(What to do)
Restate the opening lines of the material below word for word, stopping after the line that contains "Resolution & Decoding".

--- START ---

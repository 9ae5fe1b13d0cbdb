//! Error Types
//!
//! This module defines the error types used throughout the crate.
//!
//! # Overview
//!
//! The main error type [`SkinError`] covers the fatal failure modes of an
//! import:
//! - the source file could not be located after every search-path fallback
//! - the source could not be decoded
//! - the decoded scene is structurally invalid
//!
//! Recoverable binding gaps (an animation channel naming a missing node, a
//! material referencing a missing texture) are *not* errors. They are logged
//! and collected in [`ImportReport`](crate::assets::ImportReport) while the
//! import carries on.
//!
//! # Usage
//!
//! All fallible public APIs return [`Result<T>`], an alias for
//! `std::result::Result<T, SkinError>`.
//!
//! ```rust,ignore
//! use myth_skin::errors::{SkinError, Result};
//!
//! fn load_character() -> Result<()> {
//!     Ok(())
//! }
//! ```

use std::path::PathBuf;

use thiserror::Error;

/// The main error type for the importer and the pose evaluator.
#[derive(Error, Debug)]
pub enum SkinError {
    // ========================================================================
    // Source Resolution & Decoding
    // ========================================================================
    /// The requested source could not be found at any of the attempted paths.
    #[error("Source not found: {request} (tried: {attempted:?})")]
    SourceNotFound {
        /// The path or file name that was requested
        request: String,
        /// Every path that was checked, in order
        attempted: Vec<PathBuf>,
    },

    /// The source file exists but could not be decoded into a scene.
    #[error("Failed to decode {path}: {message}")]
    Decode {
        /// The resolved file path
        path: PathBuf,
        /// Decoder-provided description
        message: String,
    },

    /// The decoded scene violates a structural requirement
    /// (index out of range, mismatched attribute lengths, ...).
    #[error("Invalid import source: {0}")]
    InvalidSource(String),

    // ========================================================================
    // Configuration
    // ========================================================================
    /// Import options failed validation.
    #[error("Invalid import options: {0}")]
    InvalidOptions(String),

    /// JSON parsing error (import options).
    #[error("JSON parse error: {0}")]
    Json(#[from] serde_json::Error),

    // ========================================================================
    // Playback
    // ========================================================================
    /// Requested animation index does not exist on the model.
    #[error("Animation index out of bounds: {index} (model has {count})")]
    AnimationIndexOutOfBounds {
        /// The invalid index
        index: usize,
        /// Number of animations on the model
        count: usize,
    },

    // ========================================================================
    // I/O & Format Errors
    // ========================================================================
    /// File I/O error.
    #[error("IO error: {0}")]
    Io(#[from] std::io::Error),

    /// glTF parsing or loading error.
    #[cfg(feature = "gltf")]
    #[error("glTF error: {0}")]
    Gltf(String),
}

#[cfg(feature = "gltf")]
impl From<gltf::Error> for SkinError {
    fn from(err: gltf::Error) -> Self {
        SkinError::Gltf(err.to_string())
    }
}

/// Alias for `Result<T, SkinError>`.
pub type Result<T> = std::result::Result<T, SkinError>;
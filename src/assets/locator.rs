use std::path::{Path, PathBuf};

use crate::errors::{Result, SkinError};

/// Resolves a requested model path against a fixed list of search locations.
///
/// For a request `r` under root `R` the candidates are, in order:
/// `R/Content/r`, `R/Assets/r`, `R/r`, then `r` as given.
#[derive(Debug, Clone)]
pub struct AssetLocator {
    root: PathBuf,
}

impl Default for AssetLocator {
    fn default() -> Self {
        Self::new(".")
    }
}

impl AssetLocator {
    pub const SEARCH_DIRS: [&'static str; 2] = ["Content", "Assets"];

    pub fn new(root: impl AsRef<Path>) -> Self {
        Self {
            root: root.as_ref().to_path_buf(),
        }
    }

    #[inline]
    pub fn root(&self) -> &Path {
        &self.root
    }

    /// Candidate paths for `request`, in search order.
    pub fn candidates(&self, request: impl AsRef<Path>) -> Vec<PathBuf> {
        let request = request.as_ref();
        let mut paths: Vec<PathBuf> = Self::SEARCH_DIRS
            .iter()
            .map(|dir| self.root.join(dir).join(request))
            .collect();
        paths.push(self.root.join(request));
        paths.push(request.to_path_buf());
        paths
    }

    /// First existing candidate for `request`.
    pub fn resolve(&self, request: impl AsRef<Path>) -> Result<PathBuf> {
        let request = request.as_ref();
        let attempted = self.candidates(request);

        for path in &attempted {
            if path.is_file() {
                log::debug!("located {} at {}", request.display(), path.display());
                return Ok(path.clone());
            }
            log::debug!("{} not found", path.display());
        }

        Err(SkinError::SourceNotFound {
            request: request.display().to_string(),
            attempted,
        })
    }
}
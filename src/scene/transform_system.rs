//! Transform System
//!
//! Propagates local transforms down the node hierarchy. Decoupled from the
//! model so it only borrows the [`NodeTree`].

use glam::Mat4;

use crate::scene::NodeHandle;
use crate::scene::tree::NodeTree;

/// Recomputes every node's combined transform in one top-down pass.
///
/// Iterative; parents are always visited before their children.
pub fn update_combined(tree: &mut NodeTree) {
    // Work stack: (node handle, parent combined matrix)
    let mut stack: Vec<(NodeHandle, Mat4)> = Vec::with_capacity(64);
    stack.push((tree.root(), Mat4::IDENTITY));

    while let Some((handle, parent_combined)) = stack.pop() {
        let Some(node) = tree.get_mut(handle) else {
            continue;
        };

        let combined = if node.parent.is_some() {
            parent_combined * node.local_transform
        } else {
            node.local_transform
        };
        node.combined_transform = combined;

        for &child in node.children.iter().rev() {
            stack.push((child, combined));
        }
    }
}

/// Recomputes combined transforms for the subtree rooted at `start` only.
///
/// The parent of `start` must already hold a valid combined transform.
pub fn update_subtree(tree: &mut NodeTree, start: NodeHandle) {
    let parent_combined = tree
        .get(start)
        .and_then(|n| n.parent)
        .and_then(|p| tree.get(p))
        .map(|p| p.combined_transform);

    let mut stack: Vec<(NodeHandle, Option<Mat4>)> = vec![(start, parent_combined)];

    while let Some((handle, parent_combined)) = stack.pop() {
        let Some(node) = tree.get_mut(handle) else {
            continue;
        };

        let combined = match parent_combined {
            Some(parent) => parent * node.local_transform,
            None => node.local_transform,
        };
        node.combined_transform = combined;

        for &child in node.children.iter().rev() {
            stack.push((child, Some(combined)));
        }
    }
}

--- END ---

(Response below)
repository 9ae5fe1b13d0cbdb
//! Error Types
//!
//! This module defines the error types used throughout the crate.
//!
//! # Overview
//!
//! The main error type [`SkinError`] covers the fatal failure modes of an
//! import:
//! - the source file could not be located after every search-path fallback
//! - the source could not be decoded
//! - the decoded scene is structurally invalid
//!
//! Recoverable binding gaps (an animation channel naming a missing node, a
//! material referencing a missing texture) are *not* errors. They are logged
//! and collected in [`ImportReport`](crate::assets::ImportReport) while the
//! import carries on.
//!
//! # Usage
//!
//! All fallible public APIs return [`Result<T>`], an alias for
//! `std::result::Result<T, SkinError>`.
//!
//! ```rust,ignore
//! use myth_skin::errors::{SkinError, Result};
//!
//! fn load_character() -> Result<()> {
//!     Ok(())
//! }
//! ```

use std::path::PathBuf;

use thiserror::Error;

/// The main error type for the importer and the pose evaluator.
#[derive(Error, Debug)]
pub enum SkinError {
    // ========================================================================
    // Source Resolution & Decoding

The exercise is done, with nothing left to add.